There have been some advanced treatments developed, which have recently been approved for use in patients who have been treated with sorafenib and have progressed. The treatment uses a combination of the multiple kinase-inhibitor regorafenib with two check point inhibitors, but even the new treatment only increased survival, on average, by around 3 months. New treatments for advanced liver cancer are therefore needed.

The researchers’ technique uses an siRNA approach and lipid nanoparticle technology to prevent the production of specific proteins involved in the regulated program for cell death (apoptosis). By switching off a mechanism that prevents cell death, it makes chemotherapy more effective. “Once the mechanism is turned off, the cells become more susceptible to dying. This allows for the chemotherapy to be more efficient, killing more cancer cells, and preventing them from dividing,” explained Dominique Leboef, a Skoltech Ph. D student and first author of the study.

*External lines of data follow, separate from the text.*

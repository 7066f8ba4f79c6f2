//! High-level install driver
//!
//! Glues the subsystems into the flows the CLI exposes: open the
//! embedded package, resolve the update source, pick the manifest, plan,
//! execute, finalize. Everything stateful travels through the explicit
//! [`UpdateContext`].

use std::collections::HashMap;
use std::path::PathBuf;
use std::sync::Arc;

use tracing::{debug, info};

use kachina_cdn::{RemotePackage, UpdateSource, resolve_source};
use kachina_format::Manifest;

use crate::context::UpdateContext;
use crate::error::{Result, UpdateError};
use crate::finalize::{finalize_install, read_persisted_manifest};
use crate::local::scan_local;
use crate::pipeline::EmbeddedSource;
use crate::plan::{PlanRequest, build_plan, check_downgrade};
use crate::profile::InstallerProfile;
use crate::scheduler::{ExecutionSummary, Executor, RemoteSource};

/// One install or update request
pub struct InstallRequest {
    /// Target installation directory
    pub dest: PathBuf,
    /// Never read payloads from the embedded package
    pub online_only: bool,
    /// Update source URL; `None` for a purely offline install
    pub source_url: Option<String>,
    /// Source-specific extras forwarded to the resolver
    pub source_extras: Option<serde_json::Value>,
    /// The running installer's own package, when it embeds one
    pub embedded: Option<EmbeddedSource>,
    /// Path-variable substitutions for preserved user-data prefixes
    pub vars: HashMap<String, String>,
    /// Permit installing an older version over a newer one
    pub allow_downgrade: bool,
}

/// What an install run did
#[derive(Debug)]
pub struct InstallReport {
    /// Version that is now installed
    pub tag_name: String,
    /// The tree already matched the manifest; nothing was written
    pub already_current: bool,
    /// Files verified and written
    pub files_written: usize,
    /// Bytes fetched over the network
    pub bytes_downloaded: u64,
}

/// Run one install/update to completion
pub async fn run_install(ctx: &UpdateContext, request: InstallRequest) -> Result<InstallReport> {
    let embedded = request.embedded.map(Arc::new);

    // Resolve the remote side first: source plugin, session, chunk URL,
    // remote package header.
    let mut source: Option<Box<dyn UpdateSource>> = None;
    let mut remote: Option<Arc<RemoteSource>> = None;
    let mut online_manifest: Option<Manifest> = None;
    if let Some(url) = &request.source_url {
        let resolved = resolve_source(url, request.source_extras.clone())
            .map_err(UpdateError::Download)?;
        resolved
            .create_session(&ctx.http)
            .await
            .map_err(UpdateError::Download)?;
        let chunk_url = resolved
            .resolve_chunk_url(&ctx.http)
            .await
            .map_err(UpdateError::Download)?;

        let package = RemotePackage::open(&ctx.http, &chunk_url)
            .await
            .map_err(UpdateError::Download)?;
        online_manifest = match package.parsed().manifest()? {
            Some(manifest) => Some(manifest),
            None => Some(
                resolved
                    .resolve_metadata(&ctx.http)
                    .await
                    .map_err(UpdateError::Download)?,
            ),
        };
        remote = Some(Arc::new(RemoteSource {
            url: chunk_url,
            package: package.parsed().clone(),
        }));
        source = Some(resolved);
    }

    let embedded_manifest = match &embedded {
        Some(embedded) => embedded.parsed().manifest()?,
        None => None,
    };

    // Prefer the online manifest when it is at least as new as the
    // embedded one; an online-only run requires it.
    let manifest = choose_manifest(embedded_manifest, online_manifest, request.online_only)?;
    let profile = resolve_profile(embedded.as_deref(), remote.as_deref())?;
    debug!(
        "installing {} ({}) into {:?}",
        profile.name, manifest.tag_name, request.dest
    );

    let installed = read_persisted_manifest(&request.dest, &profile)?;
    if let Some(installed) = &installed {
        if !request.allow_downgrade {
            check_downgrade(&installed.tag_name, &manifest.tag_name)?;
        }
    }

    std::fs::create_dir_all(&request.dest)
        .map_err(|e| UpdateError::filesystem(&request.dest, e))?;
    let preserved = profile.resolved_user_data_paths(&request.vars);
    let local = scan_local(&request.dest, &manifest, &preserved).await?;

    let plan = build_plan(
        &PlanRequest {
            manifest: &manifest,
            dest: &request.dest,
            embedded: embedded.as_ref().map(|e| e.parsed()),
            online: remote.is_some(),
            online_only: request.online_only,
            preserved_prefixes: &preserved,
            updater_name: &profile.updater_name,
        },
        &local,
    )?;

    if plan.is_current() {
        info!("already at latest ({})", manifest.tag_name);
        let same_version = installed.as_ref().map(|m| m.tag_name.as_str())
            == Some(manifest.tag_name.as_str());
        if !same_version {
            finalize_install(&request.dest, &profile, &manifest, &ExecutionSummary::default())?;
        }
        end_session(ctx, source.as_deref()).await;
        return Ok(InstallReport {
            tag_name: manifest.tag_name,
            already_current: true,
            files_written: 0,
            bytes_downloaded: 0,
        });
    }

    let executor = Arc::new(Executor::new(
        ctx.clone(),
        &request.dest,
        embedded,
        remote,
    ));
    let summary = match executor.run(&plan).await {
        Ok(summary) => summary,
        Err(e) => {
            end_session(ctx, source.as_deref()).await;
            return Err(e);
        }
    };

    finalize_install(&request.dest, &profile, &manifest, &summary)?;
    end_session(ctx, source.as_deref()).await;

    Ok(InstallReport {
        tag_name: plan.tag_name,
        already_current: false,
        files_written: summary.files_written,
        bytes_downloaded: summary.bytes_downloaded,
    })
}

async fn end_session(ctx: &UpdateContext, source: Option<&dyn UpdateSource>) {
    if let Some(source) = source {
        let _ = source.end_session(&ctx.http).await;
    }
}

fn choose_manifest(
    embedded: Option<Manifest>,
    online: Option<Manifest>,
    online_only: bool,
) -> Result<Manifest> {
    if online_only {
        return online.ok_or_else(|| UpdateError::CorruptInstall {
            reason: "online-only run without a reachable source".to_string(),
        });
    }
    match (embedded, online) {
        (Some(embedded), Some(online)) => {
            // Ties go to the online manifest: equal tags mean identical
            // content and the online side can still serve patches.
            if check_downgrade(&embedded.tag_name, &online.tag_name).is_ok() {
                Ok(online)
            } else {
                Ok(embedded)
            }
        }
        (Some(embedded), None) => Ok(embedded),
        (None, Some(online)) => Ok(online),
        (None, None) => Err(UpdateError::CorruptInstall {
            reason: "no manifest available from package or source".to_string(),
        }),
    }
}

fn resolve_profile(
    embedded: Option<&EmbeddedSource>,
    remote: Option<&RemoteSource>,
) -> Result<InstallerProfile> {
    if let Some(embedded) = embedded {
        return InstallerProfile::from_json(embedded.parsed().config_bytes());
    }
    if let Some(remote) = remote {
        return InstallerProfile::from_json(remote.package.config_bytes());
    }
    Err(UpdateError::CorruptInstall {
        reason: "no installer profile available".to_string(),
    })
}
impl HttpClient {
    /// Create a client with default configuration
    pub fn new() -> Result<Self> {
        Self::builder().build()
    }

    /// Create a builder for configuring the client
    pub fn builder() -> HttpClientBuilder {
        HttpClientBuilder::new()
    }

    /// Calculate backoff duration with exponential backoff and jitter
    pub fn calculate_backoff(&self, attempt: u32) -> Duration {
        let base = self.initial_backoff_ms as f64 * self.backoff_multiplier.powi(attempt as i32);
        let capped = base.min(self.max_backoff_ms as f64);

        let jitter_range = capped * self.jitter_factor;
        let jitter = rand::random::<f64>() * 2.0 * jitter_range - jitter_range;
        Duration::from_millis((capped + jitter).max(0.0) as u64)
    }

    /// Execute a GET with retry, optionally carrying a Range header
    async fn execute_with_retry(&self, url: &str, range: Option<&str>) -> Result<Response> {
        let mut last_error = None;

        for attempt in 0..=self.max_retries {
            if attempt > 0 {
                let backoff = self.calculate_backoff(attempt - 1);
                debug!("retry attempt {attempt} after {backoff:?} backoff");
                sleep(backoff).await;
            }

            trace!("GET {url} (attempt {}, range {range:?})", attempt + 1);

            let mut request = self.client.get(url);
            if let Some(range) = range {
                request = request.header(RANGE, range);
            }
            if let Some(ref user_agent) = self.user_agent {
                request = request.header("User-Agent", user_agent);
            }

            match request.send().await {
                Ok(response) => {
                    let status = response.status();
                    trace!("response status: {status}");

                    if status.is_success() {
                        return Ok(response);
                    }

                    if status == StatusCode::TOO_MANY_REQUESTS && attempt < self.max_retries {
                        let retry_after = response
                            .headers()
                            .get(RETRY_AFTER)
                            .and_then(|v| v.to_str().ok())
                            .and_then(|s| s.parse::<u64>().ok())
                            .unwrap_or(60);
                        warn!("rate limited (attempt {}): retry after {retry_after}s", attempt + 1);
                        last_error = Some(Error::RateLimited {
                            retry_after_secs: retry_after,
                        });
                        continue;
                    }

                    if status.is_server_error() && attempt < self.max_retries {
                        warn!("server error {status} (attempt {}), will retry", attempt + 1);
                        last_error = Some(Error::invalid_response(format!("server error {status}")));
                        continue;
                    }

                    // 416 means our range math raced a republished file;
                    // worth one more try. Other 4xx are terminal.
                    if status == StatusCode::RANGE_NOT_SATISFIABLE && attempt < self.max_retries {
                        warn!("range not satisfiable (attempt {}), will retry", attempt + 1);
                        last_error = Some(Error::RangeNotSupported {
                            status: status.as_u16(),
                        });
                        continue;
                    }

                    if status == StatusCode::NOT_FOUND {
                        return Err(Error::NotFound {
                            url: url.to_string(),
                        });
                    }

                    return Err(Error::invalid_response(format!("HTTP status {status}")));
                }
                Err(e) => {
                    let retriable = e.is_connect() || e.is_timeout() || e.is_request();
                    if retriable && attempt < self.max_retries {
                        warn!("request failed (attempt {}): {e}, will retry", attempt + 1);
                        last_error = Some(Error::Http(e));
                    } else {
                        debug!("request failed (attempt {}): {e}, not retrying", attempt + 1);
                        return Err(Error::Http(e));
                    }
                }
            }
        }

        Err(last_error.unwrap_or_else(|| Error::invalid_response("all retry attempts failed")))
    }

    /// Plain GET without a range
    pub async fn get(&self, url: &str) -> Result<Response> {
        self.execute_with_retry(url, None).await
    }

    /// POST a JSON body, without retry (the request is not idempotent)
    pub async fn post_json(&self, url: &str, body: &serde_json::Value) -> Result<Response> {
        let response = self
            .client
            .post(url)
            .header("Content-Type", "application/json")
            .body(body.to_string())
            .send()
            .await?;
        if !response.status().is_success() {
            return Err(Error::invalid_response(format!(
                "HTTP status {}",
                response.status()
            )));
        }
        Ok(response)
    }

    /// DELETE a resource, without retry
    pub async fn delete(&self, url: &str) -> Result<Response> {
        let response = self.client.delete(url).send().await?;
        if !response.status().is_success() {
            return Err(Error::invalid_response(format!(
                "HTTP status {}",
                response.status()
            )));
        }
        Ok(response)
    }

    /// Fetch a byte range, returning the validated body
    pub async fn get_range(&self, url: &str, offset: u64, length: u64) -> Result<Bytes> {
        let response = self.get_range_response(url, offset, length).await?;
        let body = response.bytes().await?;
        if body.len() as u64 != length {
            return Err(Error::IncompleteRange {
                expected: length,
                received: body.len() as u64,
            });
        }
        Ok(body)
    }

    /// Fetch a byte range, returning the response for streaming
    ///
    /// The response has been validated to be `206 Partial Content` with a
    /// matching `Content-Range`; the caller drives `bytes_stream()`.
    pub async fn get_range_response(
        &self,
        url: &str,
        offset: u64,
        length: u64,
    ) -> Result<Response> {
        let range = format!("bytes={}-{}", offset, offset + length - 1);
        let response = self.execute_with_retry(url, Some(&range)).await?;

        if response.status() != StatusCode::PARTIAL_CONTENT {
            return Err(Error::RangeNotSupported {
                status: response.status().as_u16(),
            });
        }
        if let Some(header) = response.headers().get(CONTENT_RANGE) {
            let value = header.to_str().unwrap_or_default().to_string();
            if parse_content_range(&value)
                .is_none_or(|(start, end, _)| start != offset || end + 1 != offset + length)
            {
                return Err(Error::InvalidContentRange { header: value });
            }
        }
        Ok(response)
    }

    /// Probe a range that may overrun the file, learning the total size
    ///
    /// Servers clamp `bytes=0-255` on a shorter file to what exists; this
    /// variant accepts the clamped body and returns it together with the
    /// total size announced by `Content-Range`.
    pub async fn get_range_with_total(
        &self,
        url: &str,
        offset: u64,
        max_length: u64,
    ) -> Result<(Bytes, u64)> {
        let range = format!("bytes={}-{}", offset, offset + max_length - 1);
        let response = self.execute_with_retry(url, Some(&range)).await?;

        if response.status() != StatusCode::PARTIAL_CONTENT {
            return Err(Error::RangeNotSupported {
                status: response.status().as_u16(),
            });
        }
        let header = response
            .headers()
            .get(CONTENT_RANGE)
            .and_then(|v| v.to_str().ok())
            .map(str::to_string)
            .ok_or_else(|| Error::invalid_response("range response without Content-Range"))?;
        let (start, _, total) = parse_content_range(&header)
            .ok_or_else(|| Error::InvalidContentRange { header })?;
        if start != offset {
            return Err(Error::invalid_response("range response starts at wrong offset"));
        }

        let body = response.bytes().await?;
        Ok((body, total))
    }

    /// Fetch the last `length` bytes via a suffix range
    ///
    /// Returns the tail bytes and the total file size announced by
    /// `Content-Range`.
    pub async fn get_suffix(&self, url: &str, length: u64) -> Result<(Bytes, u64)> {
        let range = format!("bytes=-{length}");
        let response = self.execute_with_retry(url, Some(&range)).await?;

        if response.status() != StatusCode::PARTIAL_CONTENT {
            return Err(Error::RangeNotSupported {
                status: response.status().as_u16(),
            });
        }
        let header = response
            .headers()
            .get(CONTENT_RANGE)
            .and_then(|v| v.to_str().ok())
            .map(str::to_string)
            .ok_or_else(|| Error::invalid_response("suffix range without Content-Range"))?;
        let (_, _, total) = parse_content_range(&header)
            .ok_or_else(|| Error::InvalidContentRange { header })?;

        let body = response.bytes().await?;
        Ok((body, total))
    }

    /// Fetch several ranges in one request when the server cooperates
    ///
    /// Issues a multi-range request and parses a `multipart/byteranges`
    /// body; a server answering with a plain `206` or `200` instead gets
    /// per-range single requests as fallback. Results come back in the
    /// order of `ranges`.
    pub async fn get_ranges(&self, url: &str, ranges: &[(u64, u64)]) -> Result<Vec<Bytes>> {
        if ranges.is_empty() {
            return Ok(Vec::new());
        }
        if ranges.len() == 1 {
            let (offset, length) = ranges[0];
            return Ok(vec![self.get_range(url, offset, length).await?]);
        }

        let spec = ranges
            .iter()
            .map(|(offset, length)| format!("{}-{}", offset, offset + length - 1))
            .collect::<Vec<_>>()
            .join(",");
        let response = self
            .execute_with_retry(url, Some(&format!("bytes={spec}")))
            .await?;

        let multipart_boundary = (response.status() == StatusCode::PARTIAL_CONTENT)
            .then(|| {
                response
                    .headers()
                    .get(CONTENT_TYPE)
                    .and_then(|v| v.to_str().ok())
                    .and_then(boundary_from_content_type)
            })
            .flatten();

        match multipart_boundary {
            Some(boundary) => {
                let body = response.bytes().await?;
                let parts = parse_byteranges(&body, &boundary)?;
                ranges
                    .iter()
                    .map(|(offset, length)| {
                        parts
                            .iter()
                            .find(|(part_offset, data)| {
                                *part_offset == *offset && data.len() as u64 == *length
                            })
                            .map(|(_, data)| Bytes::copy_from_slice(data))
                            .ok_or_else(|| {
                                Error::invalid_multipart(format!(
                                    "missing part for range {offset}+{length}"
                                ))
                            })
                    })
                    .collect()
            }
            None => {
                debug!("multipart not supported, falling back to single range requests");
                let mut out = Vec::with_capacity(ranges.len());
                for (offset, length) in ranges {
                    out.push(self.get_range(url, *offset, *length).await?);
                }
                Ok(out)
            }
        }
    }
}
//! Subcommand implementations

pub mod extract;
pub mod gen;
pub mod install;
pub mod pack;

The siRNA used by the researchers will reach all liver cells, but it has the greatest effect in cancer cells which are dividing rapidly. Normal, healthy liver cells will survive chemotherapy.

The study was the result of close collaboration between Skoltech and MIT, and took advantage of the knowledge and strengths of both teams. Study lead, Professor Konstantin Piatkov had expert knowledge of the N-degron pathway, Professor Timofei Zatsepin has considerable expertise in siRNA, and Professor Daniel Anderson had an excellent understanding of oligonucleotide drug delivery. Dominique Leboef was able to confirm that the proposed molecular mechanisms would allow the selective killing of cancer cells, then the combinatorial approach was developed and shown to be effective at treating liver cancer in an animal model.

“Because the proteins targeted by our therapy are expressed in all types of cells, the combinatorial treatment developed in this study has the potential to be applied to all types of cancer,” said Piatkov. “Our approach is simple and universal, and we believe that it has the possibility of eventually improving the outcome for many cancer patients in the future.”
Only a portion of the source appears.